GSTDTAP
项目编号1929545
An Open-Access, Controlled-Source Seismic Dataset Across the Cascadia Accretionary Wedge From Multi-Scale Regional OBS and Focused Large-N Nodal Arrays
Juan Pablo Canales (Principal Investigator)
主持机构Woods Hole Oceanographic Institution
项目开始年2019
2019-08-01
项目结束日期2021-07-31
资助机构US-NSF
项目类别Standard Grant
项目经费904354(USD)
国家美国
语种英语
英文摘要Geologic hazards such as large megathrust earthquakes and tsunamis occur at convergent margins where tectonic forces push and drag one tectonic plate beneath another. One example of a convergent margin is the Cascadia Subduction Zone off western North America, where the slow ongoing descent of the Juan de Fuca plate beneath coastal northern California, Oregon, Washington and British Columbia has generated large earthquakes and associated tsunamis in the past. Knowledge of the structural and physical properties of the sediments that are being scraped off the Juan de Fuca plate and pushed onto the North American plate is of great importance because the presence of thick sediments increases the potential for great megathrust earthquakes. The scraped off sediments along the Cascadia margin contain significant amounts of naturally occurring methane gas and other fluids. The presence and variations of these fluids along the margin have a large impact on how the seabed responds and shakes during an earthquake. This project will deploy sensors (ocean bottom seismometers and nodes) on the seabed along a series of lines extending from near the coastline out to ~100 miles offshore northern California, Oregon, Washington and British Columbia to record signals from human-made acoustic pulses as well as from naturally occurring seismicity.
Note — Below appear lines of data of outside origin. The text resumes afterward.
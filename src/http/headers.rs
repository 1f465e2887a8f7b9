//! Ordered header multimap.
//!
//! # Design Decisions
//! - Name lookup is case-insensitive (RFC 9110)
//! - The first spelling seen for a name is kept for iteration
//! - Keys iterate in insertion order, values in append order
//! - Values are stored verbatim, never normalized or deduplicated

use http::HeaderMap;

/// Name of the header carrying the entity media type.
pub const CONTENT_TYPE: &str = "Content-Type";

#[derive(Debug, Clone, PartialEq, Eq)]
struct HeaderEntry {
    name: String,
    values: Vec<String>,
}

/// Mapping from header name to an ordered list of values.
#[derive(Debug, Clone, Default, PartialEq, Eq)]
pub struct HeaderMultimap {
    entries: Vec<HeaderEntry>,
}

impl HeaderMultimap {
    pub fn new() -> Self {
        Self::default()
    }

    fn position(&self, name: &str) -> Option<usize> {
        self.entries
            .iter()
            .position(|e| e.name.eq_ignore_ascii_case(name))
    }

    /// Append a value, keeping any values already present for the name.
    pub fn append(&mut self, name: impl Into<String>, value: impl Into<String>) {
        let name = name.into();
        match self.position(&name) {
            Some(idx) => self.entries[idx].values.push(value.into()),
            None => self.entries.push(HeaderEntry {
                name,
                values: vec![value.into()],
            }),
        }
    }

    /// Replace all values for a name.
    pub fn insert(&mut self, name: impl Into<String>, values: Vec<String>) {
        let name = name.into();
        match self.position(&name) {
            Some(idx) => self.entries[idx].values = values,
            None => self.entries.push(HeaderEntry { name, values }),
        }
    }

    /// All values for a name, or an empty slice.
    pub fn get(&self, name: &str) -> &[String] {
        self.position(name)
            .map(|idx| self.entries[idx].values.as_slice())
            .unwrap_or(&[])
    }

    pub fn get_first(&self, name: &str) -> Option<&str> {
        self.get(name).first().map(String::as_str)
    }

    /// First `Content-Type` value, if any.
    pub fn content_type(&self) -> Option<&str> {
        self.get_first(CONTENT_TYPE)
    }

    pub fn contains_key(&self, name: &str) -> bool {
        self.position(name).is_some()
    }

    pub fn remove(&mut self, name: &str) -> Option<Vec<String>> {
        self.position(name)
            .map(|idx| self.entries.remove(idx).values)
    }

    /// Number of distinct header names.
    pub fn len(&self) -> usize {
        self.entries.len()
    }

    pub fn is_empty(&self) -> bool {
        self.entries.is_empty()
    }

    /// Each name with all of its values, in insertion order.
    pub fn iter(&self) -> impl Iterator<Item = (&str, &[String])> {
        self.entries
            .iter()
            .map(|e| (e.name.as_str(), e.values.as_slice()))
    }

    /// Flattened `(name, value)` pairs.
    pub fn pairs(&self) -> impl Iterator<Item = (&str, &str)> {
        self.iter()
            .flat_map(|(name, values)| values.iter().map(move |v| (name, v.as_str())))
    }
}

impl<K: Into<String>, V: Into<String>> FromIterator<(K, V)> for HeaderMultimap {
    fn from_iter<I: IntoIterator<Item = (K, V)>>(iter: I) -> Self {
        let mut map = Self::new();
        map.extend(iter);
        map
    }
}

impl<K: Into<String>, V: Into<String>> Extend<(K, V)> for HeaderMultimap {
    fn extend<I: IntoIterator<Item = (K, V)>>(&mut self, iter: I) {
        for (name, value) in iter {
            self.append(name, value);
        }
    }
}

impl From<&HeaderMap> for HeaderMultimap {
    fn from(map: &HeaderMap) -> Self {
        map.iter()
            .map(|(name, value)| {
                // Opaque bytes are kept lossily rather than dropped
                let value = value
                    .to_str()
                    .map(str::to_owned)
                    .unwrap_or_else(|_| String::from_utf8_lossy(value.as_bytes()).into_owned());
                (name.as_str().to_owned(), value)
            })
            .collect()
    }
}
//! HTTP response model.
//!
//! # Data Flow
//! ```text
//! reqwest / http::Response
//!     → transport.rs (buffer body, collect headers)
//!     → response.rs RawResponse (status, headers.rs multimap, body stream)
//!     → decoding::reader
//!     → response.rs TypedResponse (built once via ResponseBuilder)
//! ```

pub mod headers;
pub mod media;
pub mod response;
pub mod transport;

pub use headers::HeaderMultimap;
pub use media::MediaType;
pub use response::{BodyStream, RawResponse, ResponseBuilder, ResponseEntity, TypedResponse};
The data recorded by these sensors will allow researchers to document variations in earthquake shaking properties of the sediments off the US west coast. Such information is critical for predicting shaking along the western US under hypothetical scenarios of future large earthquake rupture, and assessing tsunami and submarine landslide hazards caused by earthquakes. This project will be conducted in partnership with the USGS. The project leverages an already funded seismic reflection survey of the Cascadia margin, increasing the scientific return by enabling a whole new suite of scientific data to be collected and broadening the base of potential users for these complementary open-access data sets.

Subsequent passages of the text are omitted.